ACTION ITEM:
In the data below, find every line with the word "placed" and copy it out.

Recorded data:
>>>

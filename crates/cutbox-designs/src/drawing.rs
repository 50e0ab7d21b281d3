//! Drawing assembly
//!
//! Renders every cut group of a design, measures the result and produces the
//! placeholder values a template needs.

use crate::design::BoxDesign;
use crate::error::{DesignError, DesignResult};
use crate::registry::DesignKind;
use crate::render::render_group;
use crate::template::Template;
use cutbox_core::{bounds, drawing_units_to_display, Bounds, UnitConverter, TDPI_SCALE};
use std::collections::BTreeMap;
use tracing::debug;

const MM_PER_INCH: f64 = 25.4;
/// Hairline stroke used by laser cutters for cutting.
const STROKE_WIDTH_MM: f64 = 0.1;

#[derive(Debug, Clone)]
pub struct Drawing {
    kind: DesignKind,
    converter: UnitConverter,
    paths: Vec<String>,
    bounds: Bounds,
    viewport: Bounds,
    dimensions: Vec<(&'static str, i64)>,
}

impl Drawing {
    /// Render `design` and size its canvas as the cut bounds plus `margin`.
    pub fn create(
        design: &dyn BoxDesign,
        converter: UnitConverter,
        margin: i64,
    ) -> DesignResult<Self> {
        let corners = design.corners();
        let mut paths = Vec::new();
        let mut placed = Vec::new();
        for group in design.cut_groups() {
            paths.push(render_group(group, corners)?);
            placed.extend(group.placed_points(corners)?);
        }
        let bounds = bounds(&placed).ok_or_else(|| {
            DesignError::Inconsistent(format!("{} produced no cut paths", design.kind()))
        })?;
        let viewport = bounds.expand(margin);
        debug!(
            design = %design.kind(),
            paths = paths.len(),
            width = bounds.width(),
            height = bounds.height(),
            "assembled drawing"
        );

        Ok(Self {
            kind: design.kind(),
            converter,
            paths,
            bounds,
            viewport,
            dimensions: design.dimensions(),
        })
    }

    pub fn kind(&self) -> DesignKind {
        self.kind
    }

    /// One `<path>` element per cut group.
    pub fn paths(&self) -> &[String] {
        &self.paths
    }

    /// Extent of the cut lines, without margin.
    pub fn bounds(&self) -> Bounds {
        self.bounds
    }

    pub fn viewport(&self) -> Bounds {
        self.viewport
    }

    pub fn viewbox(&self) -> String {
        let v = &self.viewport;
        format!(
            "{} {} {} {}",
            drawing_units_to_display(v.min_x),
            drawing_units_to_display(v.min_y),
            drawing_units_to_display(v.width()),
            drawing_units_to_display(v.height())
        )
    }

    /// Physical canvas size in millimeters, whatever the configured unit.
    pub fn canvas_size_mm(&self) -> (f64, f64) {
        let dots_to_mm = |tdpi: i64| {
            tdpi as f64 / TDPI_SCALE as f64 / f64::from(self.converter.resolution()) * MM_PER_INCH
        };
        (
            dots_to_mm(self.viewport.width()),
            dots_to_mm(self.viewport.height()),
        )
    }

    pub fn placeholders(&self, title: &str) -> BTreeMap<String, String> {
        let (canvas_w, canvas_h) = self.canvas_size_mm();
        let stroke = STROKE_WIDTH_MM * f64::from(self.converter.resolution()) / MM_PER_INCH;
        let mut values = BTreeMap::new();
        values.insert("title".to_string(), escape_xml(title));
        values.insert("design".to_string(), self.kind.tag().to_string());
        values.insert(
            "description".to_string(),
            escape_xml(self.kind.description()),
        );
        values.insert("paths".to_string(), self.paths.join("\n  "));
        values.insert("viewbox".to_string(), self.viewbox());
        values.insert("canvas_width_mm".to_string(), format!("{:.2}", canvas_w));
        values.insert("canvas_height_mm".to_string(), format!("{:.2}", canvas_h));
        values.insert("stroke_width".to_string(), format!("{:.4}", stroke));
        values.insert("unit".to_string(), self.converter.unit().label().to_string());
        values.insert(
            "sheet_width".to_string(),
            self.converter.format_physical(self.bounds.width()),
        );
        values.insert(
            "sheet_height".to_string(),
            self.converter.format_physical(self.bounds.height()),
        );
        for (name, value) in &self.dimensions {
            values.insert(name.to_string(), self.converter.format_physical(*value));
        }
        values
    }

    /// Fill `template` with this drawing.
    pub fn to_svg(&self, template: &Template, title: &str) -> String {
        template.render(&self.placeholders(title))
    }
}

/// Escape text for use in XML character data and attribute values.
fn escape_xml(text: &str) -> String {
    let mut out = String::with_capacity(text.len());
    for c in text.chars() {
        match c {
            '&' => out.push_str("&amp;"),
            '<' => out.push_str("&lt;"),
            '>' => out.push_str("&gt;"),
            '"' => out.push_str("&quot;"),
            '\'' => out.push_str("&apos;"),
            _ => out.push(c),
        }
    }
    out
}

#[cfg(test)]
mod tests {
    use super::*;
    use crate::card_sheet::{CardSheetMaker, CardSheetParameters};

    fn sheet() -> CardSheetMaker {
        let conv = UnitConverter::default();
        CardSheetMaker::new(CardSheetParameters {
            length: conv.to_drawing_units(50.8),
            width: conv.to_drawing_units(25.4),
            rows: 1,
            columns: 1,
            gap: 0,
            corner_radius: 0,
        })
        .unwrap()
    }

    #[test]
    fn test_bounds_and_viewport() {
        let drawing = Drawing::create(&sheet(), UnitConverter::default(), 10_000).unwrap();
        assert_eq!(drawing.bounds().width(), 1_440_000);
        assert_eq!(drawing.bounds().height(), 720_000);
        assert_eq!(drawing.viewbox(), "-1.0000 -1.0000 146.0000 74.0000");
    }

    #[test]
    fn test_canvas_in_millimeters() {
        let drawing = Drawing::create(&sheet(), UnitConverter::default(), 0).unwrap();
        let (w, h) = drawing.canvas_size_mm();
        assert!((w - 50.8).abs() < 1e-9);
        assert!((h - 25.4).abs() < 1e-9);
    }

    #[test]
    fn test_placeholders() {
        let drawing = Drawing::create(&sheet(), UnitConverter::default(), 0).unwrap();
        let values = drawing.placeholders("Deck");
        assert_eq!(values["title"], "Deck");
        assert_eq!(values["design"], "cardsheet");
        assert_eq!(values["sheet_width"], "50.80");
        assert_eq!(values["card_length"], "50.80");
        assert_eq!(values["unit"], "mm");
        assert!(values["paths"].starts_with("<path id=\"cards\""));
    }

    #[test]
    fn test_title_is_escaped() {
        let drawing = Drawing::create(&sheet(), UnitConverter::default(), 0).unwrap();
        let values = drawing.placeholders("Tom & <Jerry> \"2\"");
        assert_eq!(values["title"], "Tom &amp; &lt;Jerry&gt; &quot;2&quot;");

        let svg = drawing.to_svg(&Template::builtin().unwrap(), "Tom & <Jerry>");
        assert!(svg.contains("<title>Tom &amp; &lt;Jerry&gt;</title>"));
        assert!(!svg.contains("Tom & <Jerry>"));
    }

    #[test]
    fn test_svg_output_has_no_unfilled_placeholders() {
        let drawing = Drawing::create(&sheet(), UnitConverter::default(), 0).unwrap();
        let svg = drawing.to_svg(&Template::builtin().unwrap(), "Deck");
        assert!(svg.contains("<title>Deck</title>"));
        assert!(!svg.contains("{{"));
    }
}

<<<

ANSWER SPACE:
        let mut placed = Vec::new();
            placed.extend(group.placed_points(corners)?);
        let bounds = bounds(&placed).ok_or_else(|| {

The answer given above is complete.